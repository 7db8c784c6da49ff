//! Account and password policy configuration

use serde::{Deserialize, Serialize};

/// Password policy and hashing settings
#[derive(Debug, Clone, Deserialize, Serialize)]
pub struct AuthConfig {
    /// Minimum password length
    pub password_min_length: usize,

    /// Maximum password length
    pub password_max_length: usize,

    /// bcrypt work factor (4..=31)
    pub bcrypt_cost: u32,
}

impl Default for AuthConfig {
    fn default() -> Self {
        Self {
            password_min_length: 8,
            password_max_length: 128,
            bcrypt_cost: 12,
        }
    }
}

impl AuthConfig {
    /// Create from environment variables
    pub fn from_env() -> Self {
        let defaults = Self::default();
        let password_min_length = std::env::var("PASSWORD_MIN_LENGTH")
            .ok()
            .and_then(|l| l.parse().ok())
            .unwrap_or(defaults.password_min_length);
        let bcrypt_cost = std::env::var("BCRYPT_COST")
            .ok()
            .and_then(|c| c.parse().ok())
            .filter(|c| (4..=31).contains(c))
            .unwrap_or(defaults.bcrypt_cost);

        Self {
            password_min_length,
            bcrypt_cost,
            ..defaults
        }
    }
}
//! Domain-specific error types and error handling.

mod types;

pub use types::{AuthError, ValidationError};

use thiserror::Error;

/// Core domain errors (general purpose)
#[derive(Error, Debug)]
pub enum DomainError {
    #[error("Validation error: {message}")]
    Validation { message: String },

    #[error("Resource not found: {resource}")]
    NotFound { resource: String },

    #[error("Internal error: {message}")]
    Internal { message: String },

    // Bridge to specific error types
    #[error(transparent)]
    Auth(#[from] AuthError),

    #[error(transparent)]
    ValidationErr(#[from] ValidationError),
}

impl DomainError {
    pub fn internal(message: impl Into<String>) -> Self {
        DomainError::Internal {
            message: message.into(),
        }
    }

    pub fn not_found(resource: impl Into<String>) -> Self {
        DomainError::NotFound {
            resource: resource.into(),
        }
    }
}

pub type DomainResult<T> = Result<T, DomainError>;
use std::sync::Arc;
use uuid::Uuid;

use crate::domain::entities::Song;
use crate::errors::{DomainError, DomainResult};
use crate::repositories::{PlayHistoryRepository, SongRepository};
use crate::services::history::HistoryService;

/// Song lookups
pub struct CatalogService<S: SongRepository, H: PlayHistoryRepository> {
    songs: Arc<S>,
    history: Arc<HistoryService<H>>,
}

impl<S: SongRepository, H: PlayHistoryRepository> CatalogService<S, H> {
    pub fn new(songs: Arc<S>, history: Arc<HistoryService<H>>) -> Self {
        Self { songs, history }
    }

    /// Load a song; when `viewer` is set, count the retrieval in their history
    ///
    /// This read has a write side effect for authenticated viewers. A failed
    /// history write fails the whole retrieval so counts never drift from
    /// the retrievals that were served.
    pub async fn retrieve_song(&self, song_id: i64, viewer: Option<Uuid>) -> DomainResult<Song> {
        let song = self
            .songs
            .find_by_id(song_id)
            .await?
            .ok_or_else(|| DomainError::not_found(format!("song {}", song_id)))?;

        if let Some(account_id) = viewer {
            self.history.record_access(account_id, song.id).await?;
        }

        Ok(song)
    }
}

■ ■ ■

**What you should do**
In the listing above, please print only the lines from the first one to the line where "from environment variables" appears, exactly as written, both of those lines included.

**Task solution**
repository 7db8c784c6da49ff
//! Account and password policy configuration

use serde::{Deserialize, Serialize};

/// Password policy and hashing settings
#[derive(Debug, Clone, Deserialize, Serialize)]
pub struct AuthConfig {
    /// Minimum password length
    pub password_min_length: usize,

    /// Maximum password length
    pub password_max_length: usize,

    /// bcrypt work factor (4..=31)
    pub bcrypt_cost: u32,
}

impl Default for AuthConfig {
    fn default() -> Self {
        Self {
            password_min_length: 8,
            password_max_length: 128,
            bcrypt_cost: 12,
        }
    }
}

impl AuthConfig {
    /// Create from environment variables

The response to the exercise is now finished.